• _WORK REQUEST_: Beginning at the line that contains "credentials for taskboard-notify" and ending at the last line of the entries, write out each line exactly; include nothing outside that span.

(Collected data)
---------------

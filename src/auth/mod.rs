//! Session credentials for taskboard-notify
//!
//! This module provides the credential provider abstraction injected into the
//! HTTP client, with in-memory and file-backed implementations.

pub mod credentials;

pub use credentials::{
    authorization_value, CredentialProvider, FileCredentials, StaticCredentials, BEARER_PREFIX,
};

---------------

• _ANSWER TO THIS TASK_:
//! Session credentials for taskboard-notify
//!
//! This module provides the credential provider abstraction injected into the
//! HTTP client, with in-memory and file-backed implementations.

pub mod credentials;

pub use credentials::{
    authorization_value, CredentialProvider, FileCredentials, StaticCredentials, BEARER_PREFIX,
};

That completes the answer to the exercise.